I. Background Facts and Proceedings
On July 7, 2007, a detective from the Tactical Operations Bureau
requested that Officer Brian Schertz perform a traffic stop on a vehicle to aid in a
narcotics investigation. Schertz stopped the vehicle, driven by Brandi Basden,
whose vehicle registration was expired. Jason Wing, the target of the narcotics
investigation, was a passenger.
Basden consented to Schertz‟s request to
search the vehicle. Schertz asked that Basden and Wing stand on the sidewalk
while he conducted the search.
In the trunk of the vehicle, Schertz discovered a cellular phone box
containing a brick of marijuana in a plastic bag. Upon discovering the marijuana,
Schertz placed Basden in the back of his patrol car.1 Wing asked Schertz if he
had found the marijuana, and Schertz responded that he had. Wing informed
Schertz the marijuana was his. Schertz removed Basden from the patrol car and
allowed her to drive away after the traffic stop was complete.

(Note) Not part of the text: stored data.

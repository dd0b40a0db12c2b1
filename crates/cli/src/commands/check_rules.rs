use std::path::Path;
use std::process;

use pact_core::PactError;
use pact_eval::{coverage_gaps, validate_indicator};

use crate::seed::SeedDocument;
use crate::{report_error, OutputFormat};

/// Validate indicator rule sets offline, straight from the seed document.
///
/// Invalid rule sets fail the command. Coverage gaps are reported but are
/// not failures: evaluation inside a gap is refused, never guessed.
pub(crate) fn cmd_check_rules(seed: Option<&Path>, output: OutputFormat, quiet: bool) {
    let Some(path) = seed else {
        report_error(
            "no seed document: pass --seed or set [seed] path",
            output,
            quiet,
        );
        process::exit(1);
    };
    let document = match SeedDocument::read(path) {
        Ok(d) => d,
        Err(msg) => {
            report_error(&msg, output, quiet);
            process::exit(1);
        }
    };

    let mut reports = Vec::new();
    let mut invalid = 0;
    for indicator in &document.indicators {
        let violations = match validate_indicator(indicator) {
            Ok(()) => Vec::new(),
            Err(PactError::Validation(v)) => v,
            Err(other) => {
                report_error(&other.to_string(), output, quiet);
                process::exit(1);
            }
        };
        if !violations.is_empty() {
            invalid += 1;
        }
        let gaps = coverage_gaps(indicator);
        reports.push((indicator, violations, gaps));
    }

    if !quiet {
        match output {
            OutputFormat::Json => {
                let json: Vec<serde_json::Value> = reports
                    .iter()
                    .map(|(indicator, violations, gaps)| {
                        serde_json::json!({
                            "indicator": indicator.id,
                            "contract_type": indicator.contract_type,
                            "valid": violations.is_empty(),
                            "violations": violations,
                            "coverage_gaps": gaps,
                        })
                    })
                    .collect();
                println!(
                    "{}",
                    serde_json::to_string_pretty(&serde_json::json!({
                        "indicators": json,
                        "invalid": invalid,
                    }))
                    .unwrap_or_default()
                );
            }
            OutputFormat::Text => {
                for (indicator, violations, gaps) in &reports {
                    if violations.is_empty() {
                        println!("{} ({}): ok", indicator.id, indicator.contract_type);
                    } else {
                        println!(
                            "{} ({}): {} violation(s)",
                            indicator.id,
                            indicator.contract_type,
                            violations.len()
                        );
                        for v in violations {
                            println!("  - {}", v);
                        }
                    }
                    for gap in gaps {
                        println!("  warning: no rule covers {} .. {}", gap.from, gap.to);
                    }
                }
                println!();
                println!(
                    "{} indicator(s) checked, {} invalid",
                    reports.len(),
                    invalid
                );
            }
        }
    }

    if invalid > 0 {
        process::exit(1);
    }
}
//! pact-storage: the transactional storage seam of the performance
//! agreement engine.
//!
//! [`PactStorage`] is implemented by every backend. [`MemoryStorage`] is the
//! bundled implementation, and [`conformance`] is the suite any backend must
//! pass.

pub mod conformance;
mod error;
mod memory;
mod record;
mod traits;

pub use error::{StorageError, PENDING_REQUEST_UNIQUE, SELECTION_UNIQUE};
pub use memory::{MemorySnapshot, MemoryStorage};
pub use record::{IndicatorRecord, PartnerRecord};
pub use traits::PactStorage;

Schertz read Wing his Miranda rights, handcuffed him, and placed him in
the back of the patrol car. Wing testified that he considered himself to be under
arrest at this point. Schertz testified that he handcuffed Wing for officer safety
purposes in case Wing tried to fight or run.
Around this time, Corporal Gilbert Proehl arrived at the scene. He asked
Schertz to remove Wing‟s handcuffs. Wing agreed that Proehl could search his
home.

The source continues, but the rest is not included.